El próximo jueves, 31 de julio, el santoral conmemora a Ignacio de Loyola. A san Ignacio se lo recuerda, sobre todo, como fundador de la Compañía de Jesús. Pero también fue, además de un escritor de estilo áspero, dramático y funcional, un tecnólogo más que notable de la dirección de las conciencias y el definidor por antonomasia de una manera de entender el ejercicio del poder y la obediencia que ha transcendido las fronteras de esta orden religiosa. Sin él, la teoría puntual y la práctica común de la obediencia ciega entendida como sacrificio del intelecto no serían lo que son.
A menudo se habla de sacrificio del intelecto para describir la exigencia que la Iglesia hace a los fieles al exigirles que acepten como objetos de creencia milagros, dogmas y sacramentos que parecen contradecir la racionalidad. Pero, en Ignacio de Loyola, como puede verse en la carta que, el 26 de marzo de 1553, envió desde Roma a los jesuitas portugueses, este sacrificio tomó un forma más perfilada y característica.
En esta carta, donde este sacrificio se clasifica como el tercer y más alto grado de la obediencia, Ignacio prescribe seguir el método de presuponer y creer que “todo lo que el superior ordena es ordenanza de Dios Nuestro Señor, y su santísima voluntad”. Y, luego, para acabar de pintar el tipo de comportamiento que se espera hacia quienes mandan, añade: “A ciegas, sin inquisición ninguna, proceder, con el ímpetu y prontitud de la voluntad deseosa de obedecer, a la ejecución de lo mandado”.

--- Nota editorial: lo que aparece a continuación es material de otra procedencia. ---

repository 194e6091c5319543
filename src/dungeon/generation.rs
//! Dungeon procedural generation.

use rand::Rng;

use super::types::{Dungeon, Room, RoomKind};
use crate::combat::generate_enemy;
use crate::core::constants::{
    CELL_PICK_ATTEMPTS, CHEST_LOCKED_CHANCE, CONTENT_CELLS_DIVISOR, CONTENT_MIN_ROOMS,
    ROOM_KIND_WEIGHTS, TRAP_DAMAGE_BASE_MAX, TRAP_DAMAGE_BASE_MIN, TRAP_DAMAGE_MAX_STEP,
};
use crate::core::rolls::{chance, roll};
use crate::items::generate_loot;

/// Kinds sampled for content cells, paired index-for-index with `ROOM_KIND_WEIGHTS`
const WEIGHTED_KINDS: [RoomKind; 4] = [
    RoomKind::Chest,
    RoomKind::Monster,
    RoomKind::Trap,
    RoomKind::Empty,
];

/// Generates a complete level: portal, key, content rooms, empty center.
pub fn generate_dungeon(rows: usize, cols: usize, difficulty: u32, rng: &mut impl Rng) -> Dungeon {
    let mut dungeon = Dungeon::new(rows, cols, difficulty);

    // Portal starts inactive; picking up the key turns it on
    let portal = random_cell(&dungeon, &[], true, rng);
    dungeon.portal_position = portal;
    dungeon.grid[portal.0][portal.1] = Room::new(RoomKind::Portal);

    let key = random_cell(&dungeon, &[portal], true, rng);
    dungeon.key_position = key;
    dungeon.grid[key.0][key.1] = Room::new(RoomKind::Key);

    for _ in 0..content_quota(rows, cols) {
        let (row, col) = random_cell(&dungeon, &[portal, key], false, rng);
        match roll_room_kind(rng) {
            RoomKind::Chest => {
                let locked = chance(rng, CHEST_LOCKED_CHANCE);
                let loot = generate_loot(difficulty, rng);
                dungeon.grid[row][col] = Room::chest(loot, locked);
            }
            RoomKind::Monster => {
                dungeon.grid[row][col] = Room::monster(generate_enemy(difficulty, rng));
            }
            RoomKind::Trap => {
                dungeon.grid[row][col] = Room::trap(roll_trap_damage(difficulty, rng));
            }
            // An empty roll leaves whatever is already there
            _ => {}
        }
    }

    let (cr, cc) = dungeon.center();
    dungeon.grid[cr][cc] = Room::empty();

    tracing::debug!(
        rows,
        cols,
        difficulty,
        portal = ?portal,
        key = ?key,
        chests = dungeon.count_kind(RoomKind::Chest),
        monsters = dungeon.count_kind(RoomKind::Monster),
        traps = dungeon.count_kind(RoomKind::Trap),
        "dungeon generated"
    );

    dungeon
}

/// Number of content placements: one per six cells, at least four.
pub fn content_quota(rows: usize, cols: usize) -> usize {
    (rows * cols / CONTENT_CELLS_DIVISOR).max(CONTENT_MIN_ROOMS)
}

/// Samples chest/monster/trap/empty by the 30/40/20/10 weights.
pub fn roll_room_kind(rng: &mut impl Rng) -> RoomKind {
    let total: u32 = ROOM_KIND_WEIGHTS.iter().sum();
    let mut roll = rng.gen_range(0..total);
    for (kind, weight) in WEIGHTED_KINDS.iter().zip(ROOM_KIND_WEIGHTS) {
        if roll < weight {
            return *kind;
        }
        roll -= weight;
    }
    RoomKind::Empty
}

pub fn roll_trap_damage(difficulty: u32, rng: &mut impl Rng) -> u32 {
    roll(
        rng,
        TRAP_DAMAGE_BASE_MIN + difficulty,
        TRAP_DAMAGE_BASE_MAX + difficulty * TRAP_DAMAGE_MAX_STEP,
    )
}

/// Rolls level dimensions, each side in `min..=max`.
pub fn roll_level_size(min: usize, max: usize, rng: &mut impl Rng) -> (usize, usize) {
    let max = max.max(min);
    (rng.gen_range(min..=max), rng.gen_range(min..=max))
}

/// Picks a random cell outside `exclude` (and off-center if asked).
///
/// Random picks are retried a bounded number of times; after that a
/// row-major scan returns the first allowed cell, so a crowded grid still
/// terminates. Falls back to `(0, 0)` only when nothing qualifies.
pub fn random_cell(
    dungeon: &Dungeon,
    exclude: &[(usize, usize)],
    exclude_center: bool,
    rng: &mut impl Rng,
) -> (usize, usize) {
    let center = dungeon.center();
    let allowed = |cell: (usize, usize)| {
        !(exclude.contains(&cell) || (exclude_center && cell == center))
    };

    for _ in 0..CELL_PICK_ATTEMPTS {
        let cell = (
            rng.gen_range(0..dungeon.rows),
            rng.gen_range(0..dungeon.cols),
        );
        if allowed(cell) {
            return cell;
        }
    }

    tracing::trace!("random cell attempts exhausted, scanning");
    (0..dungeon.rows)
        .flat_map(|row| (0..dungeon.cols).map(move |col| (row, col)))
        .find(|&cell| allowed(cell))
        .unwrap_or((0, 0))
}

#[cfg(test)]
mod tests {
    use super::*;
    use rand::rngs::StdRng;
    use rand::SeedableRng;
    use rand_chacha::ChaCha8Rng;

    fn create_test_rng() -> ChaCha8Rng {
        ChaCha8Rng::seed_from_u64(12345)
    }

    #[test]
    fn test_content_quota() {
        assert_eq!(content_quota(5, 5), 4);
        assert_eq!(content_quota(6, 6), 6);
        assert_eq!(content_quota(8, 8), 10);
        assert_eq!(content_quota(3, 3), 4);
    }

    #[test]
    fn test_single_portal_and_key() {
        let mut rng = create_test_rng();
        for _ in 0..200 {
            let (rows, cols) = roll_level_size(5, 8, &mut rng);
            let dungeon = generate_dungeon(rows, cols, 1, &mut rng);
            assert_eq!(dungeon.count_kind(RoomKind::Portal), 1);
            assert_eq!(dungeon.count_kind(RoomKind::Key), 1);
        }
    }

    #[test]
    fn test_center_is_empty() {
        let mut rng = create_test_rng();
        for difficulty in 1..=6 {
            let dungeon = generate_dungeon(7, 6, difficulty, &mut rng);
            let (r, c) = dungeon.center();
            assert_eq!(dungeon.grid[r][c].kind, RoomKind::Empty);
            assert!(dungeon.grid[r][c].enemy.is_none());
        }
    }

    #[test]
    fn test_seeded_five_by_five_portal_and_key_placement() {
        for seed in 0..50 {
            let mut rng = ChaCha8Rng::seed_from_u64(seed);
            let dungeon = generate_dungeon(5, 5, 1, &mut rng);
            assert_ne!(dungeon.portal_position, dungeon.key_position);
            assert_ne!(dungeon.portal_position, (2, 2));
            assert_ne!(dungeon.key_position, (2, 2));
            let (pr, pc) = dungeon.portal_position;
            assert_eq!(dungeon.grid[pr][pc].kind, RoomKind::Portal);
            assert!(!dungeon.grid[pr][pc].portal_active);
        }
    }

    #[test]
    fn test_same_seed_same_dungeon() {
        let a = generate_dungeon(6, 6, 2, &mut ChaCha8Rng::seed_from_u64(42));
        let b = generate_dungeon(6, 6, 2, &mut ChaCha8Rng::seed_from_u64(42));
        assert_eq!(a, b);
    }

    #[test]
    fn test_content_rooms_are_populated() {
        let mut rng = create_test_rng();
        for _ in 0..50 {
            let dungeon = generate_dungeon(8, 8, 3, &mut rng);
            for room in dungeon.grid.iter().flatten() {
                match room.kind {
                    RoomKind::Chest => assert!(!room.loot.is_empty()),
                    RoomKind::Monster => assert!(room.enemy.is_some()),
                    RoomKind::Trap => {
                        assert!(room.trap_damage >= 5 && room.trap_damage <= 14)
                    }
                    _ => {}
                }
            }
        }
    }

    #[test]
    fn test_room_kind_weights_roughly_hold() {
        let mut rng = create_test_rng();
        let mut monsters = 0;
        let mut empties = 0;
        for _ in 0..10_000 {
            match roll_room_kind(&mut rng) {
                RoomKind::Monster => monsters += 1,
                RoomKind::Empty => empties += 1,
                _ => {}
            }
        }
        assert!((3_500..4_500).contains(&monsters), "monsters = {monsters}");
        assert!((700..1_300).contains(&empties), "empties = {empties}");
    }

    #[test]
    fn test_trap_damage_bounds() {
        let mut rng = create_test_rng();
        for _ in 0..200 {
            let dmg = roll_trap_damage(2, &mut rng);
            assert!((4..=11).contains(&dmg));
        }
    }

    #[test]
    fn test_random_cell_falls_back_to_scan() {
        // 3x3 grid with everything but (2, 1) excluded
        let dungeon = Dungeon::new(3, 3, 1);
        let exclude: Vec<(usize, usize)> = (0..3)
            .flat_map(|r| (0..3).map(move |c| (r, c)))
            .filter(|&cell| cell != (2, 1) && cell != (1, 1))
            .collect();
        let mut rng = StdRng::seed_from_u64(42);
        for _ in 0..20 {
            assert_eq!(random_cell(&dungeon, &exclude, true, &mut rng), (2, 1));
        }
    }

    #[test]
    fn test_random_cell_nothing_allowed() {
        let dungeon = Dungeon::new(3, 3, 1);
        let exclude: Vec<(usize, usize)> = (0..3)
            .flat_map(|r| (0..3).map(move |c| (r, c)))
            .collect();
        let mut rng = create_test_rng();
        assert_eq!(random_cell(&dungeon, &exclude, false, &mut rng), (0, 0));
    }

    #[test]
    fn test_roll_level_size_range() {
        let mut rng = create_test_rng();
        for _ in 0..200 {
            let (rows, cols) = roll_level_size(5, 8, &mut rng);
            assert!((5..=8).contains(&rows));
            assert!((5..=8).contains(&cols));
        }
    }
}
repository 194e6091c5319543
//! Parsing of one line of player input into a typed command.
//!
//! Exploration and combat accept different verbs; both are case-insensitive
//! and ignore surrounding whitespace.

use crate::dungeon::Direction;
use thiserror::Error;

/// Malformed input. Reported back to the player, never fatal.
#[derive(Debug, Clone, PartialEq, Eq, Error)]
pub enum CommandError {
    #[error("Usage: {verb} <inventory index>")]
    MissingArgument { verb: &'static str },
    #[error("Invalid index: {0:?}")]
    InvalidIndex(String),
    #[error("Unknown command: {0:?}")]
    Unknown(String),
}

/// Commands available while walking the dungeon.
#[derive(Debug, Clone, Copy, PartialEq, Eq)]
pub enum Command {
    Move(Direction),
    Map,
    Inventory,
    Use(usize),
    Equip(usize),
    Stats,
    Help,
    Quit,
}

/// Commands available inside a fight.
#[derive(Debug, Clone, Copy, PartialEq, Eq)]
pub enum CombatAction {
    Attack,
    Flee,
    Use(usize),
    Equip(usize),
    Stats,
    Inventory,
}

fn normalize(input: &str) -> String {
    input.trim().to_lowercase()
}

/// Parses `use N` / `equip N`; `None` when `line` does not start with `verb`.
fn parse_indexed(line: &str, verb: &'static str) -> Option<Result<usize, CommandError>> {
    let rest = line.strip_prefix(verb)?;
    // "user" is not "use"
    if !(rest.is_empty() || rest.starts_with(char::is_whitespace)) {
        return None;
    }
    let result = match rest.split_whitespace().next() {
        None => Err(CommandError::MissingArgument { verb }),
        Some(arg) => arg
            .parse::<usize>()
            .map_err(|_| CommandError::InvalidIndex(arg.to_string())),
    };
    Some(result)
}

impl Command {
    pub fn parse(input: &str) -> Result<Command, CommandError> {
        let line = normalize(input);
        let command = match line.as_str() {
            "w" => Command::Move(Direction::Up),
            "s" => Command::Move(Direction::Down),
            "a" => Command::Move(Direction::Left),
            "d" => Command::Move(Direction::Right),
            "map" => Command::Map,
            "inv" => Command::Inventory,
            "stats" => Command::Stats,
            "help" | "?" => Command::Help,
            "q" | "quit" | "exit" => Command::Quit,
            other => {
                if let Some(index) = parse_indexed(other, "use") {
                    return index.map(Command::Use);
                }
                if let Some(index) = parse_indexed(other, "equip") {
                    return index.map(Command::Equip);
                }
                return Err(CommandError::Unknown(other.to_string()));
            }
        };
        Ok(command)
    }
}

impl CombatAction {
    /// An empty line is an attack.
    pub fn parse(input: &str) -> Result<CombatAction, CommandError> {
        let line = normalize(input);
        let action = match line.as_str() {
            "" | "hit" | "h" => CombatAction::Attack,
            "flee" | "run" => CombatAction::Flee,
            "stats" => CombatAction::Stats,
            "inv" => CombatAction::Inventory,
            other => {
                if let Some(index) = parse_indexed(other, "use") {
                    return index.map(CombatAction::Use);
                }
                if let Some(index) = parse_indexed(other, "equip") {
                    return index.map(CombatAction::Equip);
                }
                return Err(CommandError::Unknown(other.to_string()));
            }
        };
        Ok(action)
    }
}
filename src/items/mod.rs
//! Item system: types, equipment, and loot generation.

pub mod equipment;
pub mod generation;
pub mod types;

pub use equipment::*;
pub use generation::*;
pub use types::*;
/// Equipment category an item occupies when equipped.
#[derive(Debug, Clone, Copy, PartialEq, Eq)]
pub enum EquipmentSlot {
    Weapon,
    Armor,
}

/// Anything that can sit in a chest, drop from an enemy, or be carried.
#[derive(Debug, Clone, PartialEq, Eq)]
pub enum Item {
    Weapon {
        name: String,
        description: String,
        atk: u32,
    },
    Armor {
        name: String,
        description: String,
        defense: u32,
    },
    Consumable {
        name: String,
        description: String,
        heal: u32,
    },
}

impl Item {
    pub fn weapon(atk: u32) -> Self {
        Item::Weapon {
            name: format!("Weapon +{atk}"),
            description: format!("+{atk} attack"),
            atk,
        }
    }

    pub fn armor(defense: u32) -> Self {
        Item::Armor {
            name: format!("Armor +{defense}"),
            description: format!("+{defense} defense"),
            defense,
        }
    }

    pub fn potion(heal: u32) -> Self {
        Item::Consumable {
            name: "Potion".to_string(),
            description: format!("Restores {heal} HP"),
            heal,
        }
    }

    pub fn small_potion(heal: u32) -> Self {
        Item::Consumable {
            name: "Small potion".to_string(),
            description: "Minor healing".to_string(),
            heal,
        }
    }

    pub fn name(&self) -> &str {
        match self {
            Item::Weapon { name, .. } | Item::Armor { name, .. } | Item::Consumable { name, .. } => {
                name
            }
        }
    }

    pub fn description(&self) -> &str {
        match self {
            Item::Weapon { description, .. }
            | Item::Armor { description, .. }
            | Item::Consumable { description, .. } => description,
        }
    }

    /// Slot this item equips into, `None` for consumables.
    pub fn slot(&self) -> Option<EquipmentSlot> {
        match self {
            Item::Weapon { .. } => Some(EquipmentSlot::Weapon),
            Item::Armor { .. } => Some(EquipmentSlot::Armor),
            Item::Consumable { .. } => None,
        }
    }

    /// Returns the display label for the item's category.
    pub fn kind_label(&self) -> &'static str {
        match self {
            Item::Weapon { .. } => "Weapon",
            Item::Armor { .. } => "Armor",
            Item::Consumable { .. } => "Consumable",
        }
    }

    /// Short stat summary, e.g. `ATK+3`.
    pub fn stat_label(&self) -> String {
        match self {
            Item::Weapon { atk, .. } => format!("ATK+{atk}"),
            Item::Armor { defense, .. } => format!("DEF+{defense}"),
            Item::Consumable { heal, .. } => format!("HEAL+{heal}"),
        }
    }
}
//! Plain-text rendering of game state.

pub mod dungeon_map;
pub mod stats_panel;

pub use dungeon_map::*;
pub use stats_panel::*;
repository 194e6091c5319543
//! Dungeon grid, generation, and room entry logic.

pub mod generation;
pub mod logic;
pub mod types;

pub use generation::*;
pub use logic::*;
pub use types::*;
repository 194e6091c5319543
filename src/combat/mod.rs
//! Combat system types and logic.

pub mod logic;
pub mod types;

pub use logic::*;
pub use types::*;
//! Combat round resolution.
//!
//! These functions resolve one player-initiated round against an enemy. The
//! caller owns phase tracking and movement; nothing here reads input.

use rand::Rng;

use super::types::Enemy;
use crate::character::Player;
use crate::core::constants::{
    ENEMY_LOOT_DROP_CHANCE, FLEE_BASE_CHANCE, FLEE_CHANCE_MAX, FLEE_CHANCE_MIN,
    FLEE_CHANCE_PER_ATTACK, FLEE_ROLL_MAX,
};
use crate::core::rolls::chance;
use crate::items::{generate_loot, Item};

/// Damage a hit of `attack` deals against `defense`, floored at zero.
pub fn attack_damage(attack: u32, defense: u32) -> u32 {
    attack.saturating_sub(defense)
}

/// Percent chance to escape: `50 + 5 * (player_attack - enemy_attack)`,
/// clamped to 10..=90.
pub fn flee_chance(player_attack: u32, enemy_attack: u32) -> u32 {
    let diff = player_attack as i64 - enemy_attack as i64;
    let raw = FLEE_BASE_CHANCE + FLEE_CHANCE_PER_ATTACK * diff;
    raw.clamp(FLEE_CHANCE_MIN, FLEE_CHANCE_MAX) as u32
}

/// A flee roll in 1..=100 succeeds when it does not exceed the chance.
pub fn flee_succeeds(chance: u32, roll: u32) -> bool {
    roll <= chance
}

pub fn roll_flee(rng: &mut impl Rng) -> u32 {
    rng.gen_range(1..=FLEE_ROLL_MAX)
}

/// How a combat round ended.
#[derive(Debug, Clone, PartialEq, Eq)]
pub enum RoundOutcome {
    /// Both sides still standing; combat continues
    Ongoing,
    /// Enemy dropped; experience already granted, loot already in inventory
    EnemyDefeated { exp: u32, loot: Vec<Item> },
    /// Player escaped; caller relocates them
    Fled,
    /// Player hp reached zero
    PlayerDied,
}

/// Result of one combat round.
#[derive(Debug, Clone)]
pub struct RoundReport {
    pub messages: Vec<String>,
    pub outcome: RoundOutcome,
    pub damage_dealt: u32,
    pub damage_taken: u32,
    /// Enemy got its counter-attack this round
    pub enemy_struck: bool,
}

impl RoundReport {
    fn new() -> Self {
        Self {
            messages: Vec::new(),
            outcome: RoundOutcome::Ongoing,
            damage_dealt: 0,
            damage_taken: 0,
            enemy_struck: false,
        }
    }
}

/// Enemy hits back for its full attack, reduced by the player's defense.
fn enemy_retaliates(player: &mut Player, enemy: &Enemy, report: &mut RoundReport) {
    let taken = player.take_damage(enemy.attack);
    report.damage_taken += taken;
    report.enemy_struck = true;
    report.messages.push(format!(
        "{} attacks! You take {} damage. HP: {}/{}",
        enemy.name, taken, player.hp, player.max_hp
    ));
    if !player.is_alive() {
        report.messages.push("You died in battle.".to_string());
        report.outcome = RoundOutcome::PlayerDied;
    }
}

/// Player swings at the enemy. A surviving enemy retaliates.
pub fn resolve_attack(
    player: &mut Player,
    enemy: &mut Enemy,
    difficulty: u32,
    rng: &mut impl Rng,
) -> RoundReport {
    let mut report = RoundReport::new();

    let attack = player.attack_value();
    let dealt = enemy.take_damage(attack);
    report.damage_dealt = dealt;
    report.messages.push(format!(
        "You attack ({}) and deal {} damage. {} HP: {}",
        attack, dealt, enemy.name, enemy.hp
    ));

    if !enemy.is_alive() {
        player.exp += enemy.exp;
        report.messages.push(format!(
            "You defeated {}! Gained {} experience.",
            enemy.name, enemy.exp
        ));

        let loot = if chance(rng, ENEMY_LOOT_DROP_CHANCE) {
            generate_loot(difficulty, rng)
        } else {
            Vec::new()
        };
        for item in &loot {
            report
                .messages
                .push(format!("Loot: {} - {}", item.name(), item.description()));
            player.add_item(item.clone());
        }

        report.outcome = RoundOutcome::EnemyDefeated {
            exp: enemy.exp,
            loot,
        };
        return report;
    }

    enemy_retaliates(player, enemy, &mut report);
    report
}

/// Player tries to run. A failed attempt costs a hit from the enemy.
pub fn resolve_flee(player: &mut Player, enemy: &Enemy, rng: &mut impl Rng) -> RoundReport {
    let chance = flee_chance(player.attack_value(), enemy.attack);
    resolve_flee_roll(player, enemy, chance, roll_flee(rng))
}

/// Flee resolution with an explicit roll, so scripted rounds stay deterministic.
pub fn resolve_flee_roll(
    player: &mut Player,
    enemy: &Enemy,
    chance: u32,
    roll: u32,
) -> RoundReport {
    let mut report = RoundReport::new();
    if flee_succeeds(chance, roll) {
        report.messages.push("You got away!".to_string());
        report.outcome = RoundOutcome::Fled;
        return report;
    }

    report
        .messages
        .push(format!("You failed to escape ({roll} > {chance})."));
    enemy_retaliates(player, enemy, &mut report);
    report
}
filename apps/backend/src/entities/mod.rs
pub mod activity_logs;
pub mod carousel_slides;
pub mod donation_programs;
pub mod donations;
pub mod news;
pub mod transactions;
pub mod users;

pub use activity_logs::Entity as ActivityLogs;
pub use activity_logs::Model as ActivityLog;
pub use carousel_slides::Entity as CarouselSlides;
pub use carousel_slides::Model as CarouselSlide;
pub use donation_programs::Entity as DonationPrograms;
pub use donation_programs::Model as DonationProgram;
pub use donations::{DonationStatus, Entity as Donations, Model as Donation};
pub use news::Entity as News;
pub use news::Model as NewsItem;
pub use transactions::{Entity as Transactions, Model as Transaction, TransactionKind};
pub use users::{Entity as Users, Model as User, Role};
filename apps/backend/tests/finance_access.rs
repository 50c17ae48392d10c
#[macro_use]
mod common;

use actix_web::http::StatusCode;
use actix_web::test;
use backend_test_support::envelope::{assert_error_envelope, read_success_data};
use common::{bearer_for, state, user_row};
use masjid_backend::entities::transactions::{self as tx_entity, TransactionKind};
use masjid_backend::error::FORBIDDEN_MESSAGE;
use masjid_backend::Role;
use sea_orm::{DatabaseBackend, MockDatabase};
use serde_json::json;
use time::macros::date;
use time::{Date, OffsetDateTime};

fn tx(id: i64, kind: TransactionKind, amount: i64, on: Date) -> tx_entity::Model {
    let now = OffsetDateTime::now_utc();
    tx_entity::Model {
        id,
        kind,
        category: "Infaq".to_string(),
        amount,
        description: None,
        transaction_date: on,
        created_by: Some(1),
        created_at: now,
        updated_at: now,
    }
}

#[actix_web::test]
async fn viewer_can_read_the_yearly_summary() {
    let db = MockDatabase::new(DatabaseBackend::Postgres)
        .append_query_results([vec![user_row(5, Role::Viewer, true)]])
        .append_query_results([vec![
            tx(1, TransactionKind::Income, 500_000, date!(2025-01-10)),
            tx(2, TransactionKind::Expense, 200_000, date!(2025-01-20)),
            tx(3, TransactionKind::Income, 300_000, date!(2025-03-05)),
        ]])
        .into_connection();
    let app = test_app!(state(db));

    let req = test::TestRequest::get()
        .uri("/api/admin/transactions/summary?year=2025")
        .insert_header(("Authorization", bearer_for(5, Role::Viewer)))
        .to_request();
    let resp = test::call_service(&app, req).await;
    let data = read_success_data(resp, StatusCode::OK).await;

    assert_eq!(data["year"], 2025);
    assert_eq!(data["months"].as_array().map(Vec::len), Some(12));
    assert_eq!(
        data["months"][0],
        json!({ "month": 1, "income": 500000, "expense": 200000, "balance": 300000 })
    );
    assert_eq!(
        data["totals"],
        json!({ "income": 800000, "expense": 200000, "balance": 600000 })
    );
}

#[actix_web::test]
async fn viewer_cannot_record_a_transaction() {
    let db = MockDatabase::new(DatabaseBackend::Postgres)
        .append_query_results([vec![user_row(5, Role::Viewer, true)]])
        .into_connection();
    let app = test_app!(state(db));

    let req = test::TestRequest::post()
        .uri("/api/admin/transactions")
        .insert_header(("Authorization", bearer_for(5, Role::Viewer)))
        .set_json(json!({
            "type": "INCOME",
            "category": "Infaq",
            "amount": 100000,
            "transactionDate": "2025-01-10"
        }))
        .to_request();
    let resp = test::call_service(&app, req).await;

    assert_error_envelope(resp, StatusCode::FORBIDDEN, FORBIDDEN_MESSAGE).await;
}
//! Response envelope and query helpers shared by every route.

pub mod envelope;
pub mod pagination;

pub use envelope::{ApiResponse, PageMeta};
pub use pagination::{parse_pagination, Pagination, PaginationQuery};
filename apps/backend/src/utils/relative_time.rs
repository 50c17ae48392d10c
use time::{Duration, OffsetDateTime};

fn plural(n: i64, unit: &str) -> String {
    if n == 1 {
        format!("1 {unit} ago")
    } else {
        format!("{n} {unit}s ago")
    }
}

/// Human "time ago" for `then` as seen from `now`. Future instants read as
/// "just now".
pub fn relative_time(then: OffsetDateTime, now: OffsetDateTime) -> String {
    let elapsed = now - then;
    if elapsed < Duration::minutes(1) {
        return "just now".to_string();
    }
    if elapsed < Duration::hours(1) {
        return plural(elapsed.whole_minutes(), "minute");
    }
    if elapsed < Duration::days(1) {
        return plural(elapsed.whole_hours(), "hour");
    }
    let days = elapsed.whole_days();
    match days {
        d if d < 7 => plural(d, "day"),
        d if d < 30 => plural(d / 7, "week"),
        d if d < 365 => plural(d / 30, "month"),
        d => plural(d / 365, "year"),
    }
}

Ignacio ilustra esta actitud con el ejemplo de la sumisión de Abraham a la orden divina de matar a su hijo o de los gloriosos monjes que durante meses seguían órdenes del todo inútiles como regar un palo seco o arrastrar piedras muy pesadas. Las constituciones de la Compañía de Jesús, publicadas cinco años después, precisaban muy gráficamente que quien vive en la obediencia debe dejarse guiar y conducir por la providencia divina a través del superior “como si fuera un cadáver que puede ser llevado a cualquier lugar y tratado de cualquier modo”.
La idea de la obediencia ciega forma parte de las raíces cristianas de Europa y pervive secularizada
La teoría de la obediencia de Ignacio de Loyola se alimentó de las viejas doctrinas cristianas sobre el poder pastoral de los papas, los obispos y los abades, que concebían el arte de gobernar a los humanos a semejanza del arte de pacer las ovejas. Pero el santo de pasado mañana, que había sido militar y proyectó su orden como un ejército disciplinado, imprimió un aire más marcial a tales doctrinas. Actualmente, en las escuelas de negocios donde los jesuitas siguen forjando líderes se enseñan otras técnicas de dirigir las almas y se promueven ejercicios espirituales diferentes de los que San Ignacio indicó en el famoso manual de instrucciones que llevaba este título. Pero la idea de la obediencia ciega entendida como sacrificio de la inteligencia forma parte de las raíces cristianas de Europa y pervive secularizada, como una herencia de la Contrarreforma, por todos lados y en muchas mentes.